--- Activity ---
Please retype the records that appear below, exactly and in full.

--- Input data ---
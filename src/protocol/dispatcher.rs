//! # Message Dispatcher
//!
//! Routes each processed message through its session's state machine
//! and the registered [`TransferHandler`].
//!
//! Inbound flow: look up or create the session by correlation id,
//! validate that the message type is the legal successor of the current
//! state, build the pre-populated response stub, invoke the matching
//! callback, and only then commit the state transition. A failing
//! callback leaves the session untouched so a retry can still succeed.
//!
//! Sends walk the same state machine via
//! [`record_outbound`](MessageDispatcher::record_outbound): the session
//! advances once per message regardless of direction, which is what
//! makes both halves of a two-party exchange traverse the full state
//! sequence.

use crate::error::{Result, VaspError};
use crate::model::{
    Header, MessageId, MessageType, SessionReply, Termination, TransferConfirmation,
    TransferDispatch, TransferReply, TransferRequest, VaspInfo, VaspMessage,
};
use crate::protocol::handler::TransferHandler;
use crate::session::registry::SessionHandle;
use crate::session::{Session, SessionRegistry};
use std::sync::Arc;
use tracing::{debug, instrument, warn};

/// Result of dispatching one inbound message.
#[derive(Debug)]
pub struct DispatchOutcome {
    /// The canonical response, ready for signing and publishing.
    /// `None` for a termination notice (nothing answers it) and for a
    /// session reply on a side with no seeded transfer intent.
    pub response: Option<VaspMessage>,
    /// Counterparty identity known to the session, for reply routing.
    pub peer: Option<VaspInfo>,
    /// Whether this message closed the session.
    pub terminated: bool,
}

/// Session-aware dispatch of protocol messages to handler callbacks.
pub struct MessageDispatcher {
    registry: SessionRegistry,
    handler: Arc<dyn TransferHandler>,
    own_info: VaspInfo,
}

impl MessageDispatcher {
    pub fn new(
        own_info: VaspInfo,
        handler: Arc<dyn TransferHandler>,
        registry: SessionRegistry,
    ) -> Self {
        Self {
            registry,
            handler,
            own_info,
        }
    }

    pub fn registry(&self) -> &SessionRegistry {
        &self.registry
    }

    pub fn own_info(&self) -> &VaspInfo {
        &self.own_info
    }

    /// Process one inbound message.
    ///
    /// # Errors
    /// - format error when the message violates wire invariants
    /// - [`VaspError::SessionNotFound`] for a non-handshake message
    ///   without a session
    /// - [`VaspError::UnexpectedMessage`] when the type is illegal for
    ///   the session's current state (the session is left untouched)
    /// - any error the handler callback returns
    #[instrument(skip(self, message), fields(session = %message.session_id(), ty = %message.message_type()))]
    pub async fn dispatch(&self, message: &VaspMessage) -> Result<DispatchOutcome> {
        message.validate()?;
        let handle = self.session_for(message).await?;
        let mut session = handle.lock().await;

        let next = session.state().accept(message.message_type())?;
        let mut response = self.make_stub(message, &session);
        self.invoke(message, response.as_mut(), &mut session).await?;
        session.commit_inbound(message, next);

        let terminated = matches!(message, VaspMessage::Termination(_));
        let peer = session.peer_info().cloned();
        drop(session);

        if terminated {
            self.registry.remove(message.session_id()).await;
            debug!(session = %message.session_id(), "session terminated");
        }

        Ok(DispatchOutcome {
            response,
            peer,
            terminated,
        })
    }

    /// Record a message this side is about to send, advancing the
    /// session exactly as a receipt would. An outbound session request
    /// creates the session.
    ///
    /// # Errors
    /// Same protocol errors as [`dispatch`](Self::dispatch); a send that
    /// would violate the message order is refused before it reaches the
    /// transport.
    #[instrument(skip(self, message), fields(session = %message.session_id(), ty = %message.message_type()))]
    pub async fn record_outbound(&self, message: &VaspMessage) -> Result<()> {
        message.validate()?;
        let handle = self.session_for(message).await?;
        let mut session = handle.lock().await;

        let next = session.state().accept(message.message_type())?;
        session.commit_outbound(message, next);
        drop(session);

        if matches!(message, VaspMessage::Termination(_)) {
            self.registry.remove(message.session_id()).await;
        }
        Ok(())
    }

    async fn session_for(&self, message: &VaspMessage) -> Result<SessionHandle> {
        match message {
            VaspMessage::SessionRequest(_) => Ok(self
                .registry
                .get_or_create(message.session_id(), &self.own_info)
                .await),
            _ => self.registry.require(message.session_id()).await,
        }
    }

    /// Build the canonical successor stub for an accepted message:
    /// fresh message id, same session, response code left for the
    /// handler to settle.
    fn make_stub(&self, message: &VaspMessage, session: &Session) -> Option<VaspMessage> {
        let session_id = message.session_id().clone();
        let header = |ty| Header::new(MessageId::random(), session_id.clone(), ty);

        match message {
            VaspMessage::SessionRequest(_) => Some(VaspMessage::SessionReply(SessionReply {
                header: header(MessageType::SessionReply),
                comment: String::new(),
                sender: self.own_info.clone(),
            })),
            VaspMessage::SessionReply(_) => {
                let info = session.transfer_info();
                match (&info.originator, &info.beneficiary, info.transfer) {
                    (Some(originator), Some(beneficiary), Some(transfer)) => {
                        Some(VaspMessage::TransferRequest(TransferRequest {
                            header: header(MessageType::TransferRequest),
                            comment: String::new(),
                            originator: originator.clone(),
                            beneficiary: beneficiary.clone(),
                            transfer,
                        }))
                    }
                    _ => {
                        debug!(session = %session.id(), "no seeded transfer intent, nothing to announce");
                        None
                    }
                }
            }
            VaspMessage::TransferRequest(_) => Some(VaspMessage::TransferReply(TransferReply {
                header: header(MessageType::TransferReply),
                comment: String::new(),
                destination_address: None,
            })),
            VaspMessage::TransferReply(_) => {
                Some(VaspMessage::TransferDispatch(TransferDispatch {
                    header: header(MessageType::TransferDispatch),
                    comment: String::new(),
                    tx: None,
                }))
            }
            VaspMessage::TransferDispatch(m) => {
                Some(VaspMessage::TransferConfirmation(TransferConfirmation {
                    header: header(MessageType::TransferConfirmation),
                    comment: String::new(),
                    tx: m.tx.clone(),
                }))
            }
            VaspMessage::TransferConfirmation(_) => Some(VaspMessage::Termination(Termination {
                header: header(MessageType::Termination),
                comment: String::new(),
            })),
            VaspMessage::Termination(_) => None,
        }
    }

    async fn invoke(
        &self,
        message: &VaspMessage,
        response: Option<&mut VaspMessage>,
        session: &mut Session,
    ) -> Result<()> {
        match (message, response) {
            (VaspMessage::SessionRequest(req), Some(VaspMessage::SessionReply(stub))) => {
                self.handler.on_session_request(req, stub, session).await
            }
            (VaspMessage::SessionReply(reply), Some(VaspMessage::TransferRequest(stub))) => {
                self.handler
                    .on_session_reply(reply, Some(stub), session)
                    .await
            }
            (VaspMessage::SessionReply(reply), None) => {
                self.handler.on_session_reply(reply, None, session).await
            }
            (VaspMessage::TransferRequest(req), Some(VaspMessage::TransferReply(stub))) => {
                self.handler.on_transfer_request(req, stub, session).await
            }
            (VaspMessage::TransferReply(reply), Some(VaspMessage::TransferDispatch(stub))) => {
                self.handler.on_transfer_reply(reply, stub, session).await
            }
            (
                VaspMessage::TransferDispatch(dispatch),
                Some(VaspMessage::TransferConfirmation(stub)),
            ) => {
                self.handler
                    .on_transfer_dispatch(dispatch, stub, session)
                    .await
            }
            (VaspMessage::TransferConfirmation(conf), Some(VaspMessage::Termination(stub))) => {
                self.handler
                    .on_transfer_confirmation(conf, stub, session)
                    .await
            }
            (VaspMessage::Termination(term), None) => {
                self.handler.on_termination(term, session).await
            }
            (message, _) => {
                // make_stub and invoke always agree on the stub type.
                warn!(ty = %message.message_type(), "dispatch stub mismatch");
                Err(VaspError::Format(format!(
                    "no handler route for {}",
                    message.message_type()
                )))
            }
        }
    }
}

--- Solution for this task ---
filename src/protocol/dispatcher.rs
//! # Message Dispatcher
//!
//! Routes each processed message through its session's state machine
//! and the registered [`TransferHandler`].
//!
//! Inbound flow: look up or create the session by correlation id,
//! validate that the message type is the legal successor of the current
//! state, build the pre-populated response stub, invoke the matching
//! callback, and only then commit the state transition. A failing
//! callback leaves the session untouched so a retry can still succeed.
//!
//! Sends walk the same state machine via
//! [`record_outbound`](MessageDispatcher::record_outbound): the session
//! advances once per message regardless of direction, which is what
//! makes both halves of a two-party exchange traverse the full state
//! sequence.

use crate::error::{Result, VaspError};
use crate::model::{
    Header, MessageId, MessageType, SessionReply, Termination, TransferConfirmation,
    TransferDispatch, TransferReply, TransferRequest, VaspInfo, VaspMessage,
};
use crate::protocol::handler::TransferHandler;
use crate::session::registry::SessionHandle;
use crate::session::{Session, SessionRegistry};
use std::sync::Arc;
use tracing::{debug, instrument, warn};

/// Result of dispatching one inbound message.
#[derive(Debug)]
pub struct DispatchOutcome {
    /// The canonical response, ready for signing and publishing.
    /// `None` for a termination notice (nothing answers it) and for a
    /// session reply on a side with no seeded transfer intent.
    pub response: Option<VaspMessage>,
    /// Counterparty identity known to the session, for reply routing.
    pub peer: Option<VaspInfo>,
    /// Whether this message closed the session.
    pub terminated: bool,
}

/// Session-aware dispatch of protocol messages to handler callbacks.
pub struct MessageDispatcher {
    registry: SessionRegistry,
    handler: Arc<dyn TransferHandler>,
    own_info: VaspInfo,
}

impl MessageDispatcher {
    pub fn new(
        own_info: VaspInfo,
        handler: Arc<dyn TransferHandler>,
        registry: SessionRegistry,
    ) -> Self {
        Self {
            registry,
            handler,
            own_info,
        }
    }

    pub fn registry(&self) -> &SessionRegistry {
        &self.registry
    }

    pub fn own_info(&self) -> &VaspInfo {
        &self.own_info
    }

    /// Process one inbound message.
    ///
    /// # Errors
    /// - format error when the message violates wire invariants
    /// - [`VaspError::SessionNotFound`] for a non-handshake message
    ///   without a session
    /// - [`VaspError::UnexpectedMessage`] when the type is illegal for
    ///   the session's current state (the session is left untouched)
    /// - any error the handler callback returns
    #[instrument(skip(self, message), fields(session = %message.session_id(), ty = %message.message_type()))]
    pub async fn dispatch(&self, message: &VaspMessage) -> Result<DispatchOutcome> {
        message.validate()?;
        let handle = self.session_for(message).await?;
        let mut session = handle.lock().await;

        let next = session.state().accept(message.message_type())?;
        let mut response = self.make_stub(message, &session);
        self.invoke(message, response.as_mut(), &mut session).await?;
        session.commit_inbound(message, next);

        let terminated = matches!(message, VaspMessage::Termination(_));
        let peer = session.peer_info().cloned();
        drop(session);

        if terminated {
            self.registry.remove(message.session_id()).await;
            debug!(session = %message.session_id(), "session terminated");
        }

        Ok(DispatchOutcome {
            response,
            peer,
            terminated,
        })
    }

    /// Record a message this side is about to send, advancing the
    /// session exactly as a receipt would. An outbound session request
    /// creates the session.
    ///
    /// # Errors
    /// Same protocol errors as [`dispatch`](Self::dispatch); a send that
    /// would violate the message order is refused before it reaches the
    /// transport.
    #[instrument(skip(self, message), fields(session = %message.session_id(), ty = %message.message_type()))]
    pub async fn record_outbound(&self, message: &VaspMessage) -> Result<()> {
        message.validate()?;
        let handle = self.session_for(message).await?;
        let mut session = handle.lock().await;

        let next = session.state().accept(message.message_type())?;
        session.commit_outbound(message, next);
        drop(session);

        if matches!(message, VaspMessage::Termination(_)) {
            self.registry.remove(message.session_id()).await;
        }
        Ok(())
    }

    async fn session_for(&self, message: &VaspMessage) -> Result<SessionHandle> {
        match message {
            VaspMessage::SessionRequest(_) => Ok(self
                .registry
                .get_or_create(message.session_id(), &self.own_info)
                .await),
            _ => self.registry.require(message.session_id()).await,
        }
    }

    /// Build the canonical successor stub for an accepted message:
    /// fresh message id, same session, response code left for the
    /// handler to settle.
    fn make_stub(&self, message: &VaspMessage, session: &Session) -> Option<VaspMessage> {
        let session_id = message.session_id().clone();
        let header = |ty| Header::new(MessageId::random(), session_id.clone(), ty);

        match message {
            VaspMessage::SessionRequest(_) => Some(VaspMessage::SessionReply(SessionReply {
                header: header(MessageType::SessionReply),
                comment: String::new(),
                sender: self.own_info.clone(),
            })),
            VaspMessage::SessionReply(_) => {
                let info = session.transfer_info();
                match (&info.originator, &info.beneficiary, info.transfer) {
                    (Some(originator), Some(beneficiary), Some(transfer)) => {
                        Some(VaspMessage::TransferRequest(TransferRequest {
                            header: header(MessageType::TransferRequest),
                            comment: String::new(),
                            originator: originator.clone(),
                            beneficiary: beneficiary.clone(),
                            transfer,
                        }))
                    }
                    _ => {
                        debug!(session = %session.id(), "no seeded transfer intent, nothing to announce");
                        None
                    }
                }
            }
            VaspMessage::TransferRequest(_) => Some(VaspMessage::TransferReply(TransferReply {
                header: header(MessageType::TransferReply),
                comment: String::new(),
                destination_address: None,
            })),
            VaspMessage::TransferReply(_) => {
                Some(VaspMessage::TransferDispatch(TransferDispatch {
                    header: header(MessageType::TransferDispatch),
                    comment: String::new(),
                    tx: None,
                }))
            }
            VaspMessage::TransferDispatch(m) => {
                Some(VaspMessage::TransferConfirmation(TransferConfirmation {
                    header: header(MessageType::TransferConfirmation),
                    comment: String::new(),
                    tx: m.tx.clone(),
                }))
            }
            VaspMessage::TransferConfirmation(_) => Some(VaspMessage::Termination(Termination {
                header: header(MessageType::Termination),
                comment: String::new(),
            })),
            VaspMessage::Termination(_) => None,
        }
    }

    async fn invoke(
        &self,
        message: &VaspMessage,
        response: Option<&mut VaspMessage>,
        session: &mut Session,
    ) -> Result<()> {
        match (message, response) {
            (VaspMessage::SessionRequest(req), Some(VaspMessage::SessionReply(stub))) => {
                self.handler.on_session_request(req, stub, session).await
            }
            (VaspMessage::SessionReply(reply), Some(VaspMessage::TransferRequest(stub))) => {
                self.handler
                    .on_session_reply(reply, Some(stub), session)
                    .await
            }
            (VaspMessage::SessionReply(reply), None) => {
                self.handler.on_session_reply(reply, None, session).await
            }
            (VaspMessage::TransferRequest(req), Some(VaspMessage::TransferReply(stub))) => {
                self.handler.on_transfer_request(req, stub, session).await
            }
            (VaspMessage::TransferReply(reply), Some(VaspMessage::TransferDispatch(stub))) => {
                self.handler.on_transfer_reply(reply, stub, session).await
            }
            (
                VaspMessage::TransferDispatch(dispatch),
                Some(VaspMessage::TransferConfirmation(stub)),
            ) => {
                self.handler
                    .on_transfer_dispatch(dispatch, stub, session)
                    .await
            }
            (VaspMessage::TransferConfirmation(conf), Some(VaspMessage::Termination(stub))) => {
                self.handler
                    .on_transfer_confirmation(conf, stub, session)
                    .await
            }
            (VaspMessage::Termination(term), None) => {
                self.handler.on_termination(term, session).await
            }
            (message, _) => {
                // make_stub and invoke always agree on the stub type.
                warn!(ty = %message.message_type(), "dispatch stub mismatch");
                Err(VaspError::Format(format!(
                    "no handler route for {}",
                    message.message_type()
                )))
            }
        }
    }
}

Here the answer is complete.